Mientras la provincia de Córdoba avanza con firmeza en los controles de alcoholemia mediante la política de “tolerancia cero”, una alarmante contradicción se impone en el tránsito: no existe un sistema eficaz para detectar y sancionar a quienes conducen bajo los efectos de estupefacientes. El vacío legal y operativo plantea un riesgo creciente en las rutas y calles de todo el territorio provincial.
En las rutas y caminos de Córdoba, la Policía Caminera ha logrado establecer un control cada vez más riguroso sobre el consumo de alcohol al volante. La política de “tolerancia cero” ha traído consigo un cambio cultural importante: hoy es habitual que los conductores se abstengan de beber si van a manejar, sabiendo que cualquier rastro de alcohol en sangre implica una sanción directa, sin márgenes ni excusas.
Sin embargo, esta medida, celebrada por muchos sectores como una herramienta preventiva clave para reducir la siniestralidad vial, convive con una enorme contradicción: no hay controles sistemáticos para detectar el consumo de estupefacientes. Es decir, mientras se castiga con severidad a quien toma una copa de vino antes de conducir, es perfectamente posible —y legalmente permisible en la práctica— manejar bajo los efectos de cocaína, LSD o incluso de medicamentos legales pero psicoactivos, sin que eso implique una intervención policial.
La situación es, por decir lo menos, preocupante. No existe una política provincial ni nacional que aborde con claridad el problema de las drogas en el tránsito. Las fuerzas policiales carecen de tecnología específica, los protocolos de actuación son difusos y el marco normativo todavía no se ha puesto a la altura del desafío. Salvo en casos extremos donde el estado del conductor sea evidentemente incompatible con la conducción segura, no hay forma de accionar preventivamente.
El argumento que suele esgrimirse para justificar esta omisión es conocido: los controles de sustancias psicoactivas son caros, complejos de implementar y difíciles de validar legalmente. Los dispositivos que permiten detectar drogas en saliva u orina existen, pero no están disponibles ni homologados para un uso extendido. Además, las regulaciones vigentes no definen con precisión cuáles son los límites tolerables para ciertas sustancias ni las consecuencias jurídicas de superarlos.

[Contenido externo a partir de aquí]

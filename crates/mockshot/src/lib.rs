//! Mockshot: capture, composite and export engine for chat and social-media
//! mockups.
//!
//! # Architecture
//!
//! ```text
//! ┌──────────────┐    ┌──────────────┐    ┌──────────────┐    ┌──────────────┐
//! │  Rasterizer  │───►│  Composite   │───►│   Encoders   │───►│   Artifact   │
//! │ (scene, CDP) │    │ pad/clip/drop│    │ png jpg webp │    │ bytes + name │
//! │              │    │    shadow    │    │   gif  mp4   │    │  data URL    │
//! └──────────────┘    └──────────────┘    └──────────────┘    └──────────────┘
//! ```
//!
//! Capturing is delegated to a [`Rasterizer`]: [`SceneRasterizer`] paints
//! declarative scenes without a browser, `ChromiumRasterizer` (feature
//! `browser`) screenshots DOM elements through the DevTools protocol.
//!
//! ```no_run
//! use mockshot::prelude::*;
//! use std::sync::Arc;
//!
//! # async fn demo() -> MockshotResult<()> {
//! let rasterizer = SceneRasterizer::new().with_scene("#post", Scene::new(400.0, 300.0));
//! let pipeline = MockupPipeline::new(Arc::new(rasterizer));
//! let settings = CaptureSettings::new().with_padding(32).with_shadow(true);
//!
//! let artifact = pipeline
//!     .export_region(&Region::new("#post", 400.0, 300.0), &settings, &mut NoProgress)
//!     .await?;
//! artifact.save(std::path::Path::new("out"))?;
//! # Ok(())
//! # }
//! ```

#![warn(missing_docs)]
#![cfg_attr(test, allow(clippy::large_stack_arrays, clippy::large_stack_frames))]

/// Owned RGBA bitmaps and frame sequences
pub mod bitmap;

/// Region capture through pluggable rasterizers
#[allow(clippy::missing_errors_doc)]
pub mod capture;

/// Padding, rounded clip and drop shadow
pub mod composite;

/// Engine configuration files
#[allow(clippy::missing_errors_doc)]
pub mod config;

/// Still and animation encoders
#[allow(clippy::missing_errors_doc)]
pub mod encode;

/// Size and duration estimates
pub mod estimate;

/// Export sessions, progress and cancellation
#[allow(clippy::missing_errors_doc)]
pub mod export;

mod geometry;

/// Capture-composite-export facade
#[allow(clippy::missing_errors_doc)]
pub mod pipeline;

mod result;

/// Capture and export settings
pub mod settings;

pub use bitmap::{Frame, FrameSequence, RasterBitmap};
#[cfg(feature = "browser")]
pub use capture::{ChromiumRasterizer, ChromiumRasterizerConfig};
pub use capture::{
    capture, Rasterizer, Region, Scene, SceneElement, SceneRasterizer, DEFAULT_CAPTURE_TIMEOUT,
};
pub use composite::{composite, composite_owned, CompositeResult, MAX_DIMENSION};
pub use config::MockshotConfig;
pub use encode::{
    AnimationEncoder, AnimationParams, AnimationSink, CompressionLevel, GifAnimationEncoder,
    ImageStillEncoder, MjpegMp4Encoder, StillEncoder,
};
pub use estimate::{
    estimate_file_size, estimate_gif_duration_ms, estimate_video_duration_secs,
    estimate_video_size, format_bytes, ExportEstimate,
};
pub use export::{
    suggested_filename, AnimatedExport, CancellationToken, CaptureSequence, ExportArtifact,
    ExportOutcome, Exporter, FrameSource, NoProgress, PreparedFrames, ProgressSink,
};
pub use pipeline::MockupPipeline;
pub use result::{
    CaptureError, CompositeError, EncodeError, ExportError, MockshotError, MockshotResult,
};
pub use settings::{CaptureSettings, CompositeSettings, ExportFormat, ExportSettings};

/// Prelude for convenient imports
pub mod prelude {
    pub use super::bitmap::*;
    pub use super::capture::*;
    pub use super::composite::{composite, composite_owned, CompositeResult};
    pub use super::config::*;
    pub use super::estimate::*;
    pub use super::export::*;
    pub use super::pipeline::*;
    pub use super::result::*;
    pub use super::settings::*;
}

Sin embargo, frente a la evidencia del daño que el consumo de drogas puede provocar en la capacidad de reacción, atención y juicio de los conductores, la ausencia de una política de control resulta inadmisible. No se trata de criminalizar a las personas que consumen —una discusión que pertenece a otra esfera—, sino de evitar que lo hagan antes de tomar el volante de un vehículo, en un contexto donde la vida de otros está en juego.
La paradoja es brutal: se impone un tope absoluto al alcohol, pero se mantiene una puerta abierta —por omisión— a la conducción drogada. Esto no sólo debilita la coherencia del sistema de prevención vial, sino que además pone en riesgo a miles de ciudadanos que circulan diariamente por rutas y calles donde cualquiera puede manejar bajo efectos de sustancias sin ser detectado ni sancionado.
El sentido común —y la responsabilidad estatal— indican que ha llegado el momento de avanzar hacia una “tolerancia cero real”, que incluya no sólo el alcohol, sino también a las drogas, legales e ilegales, que alteran la capacidad de conducir. No hay prevención posible si no se cierra ese flanco.
En tiempos donde se exige mayor seguridad vial y compromiso ciudadano, la omisión del control de estupefacientes al volante no puede seguir siendo una zona gris. Córdoba, que supo dar un paso importante con la alcoholemia, tiene ahora el deber de completar el camino. Porque la seguridad en el tránsito no puede depender de la suerte ni del azar.
• El Ciudadano.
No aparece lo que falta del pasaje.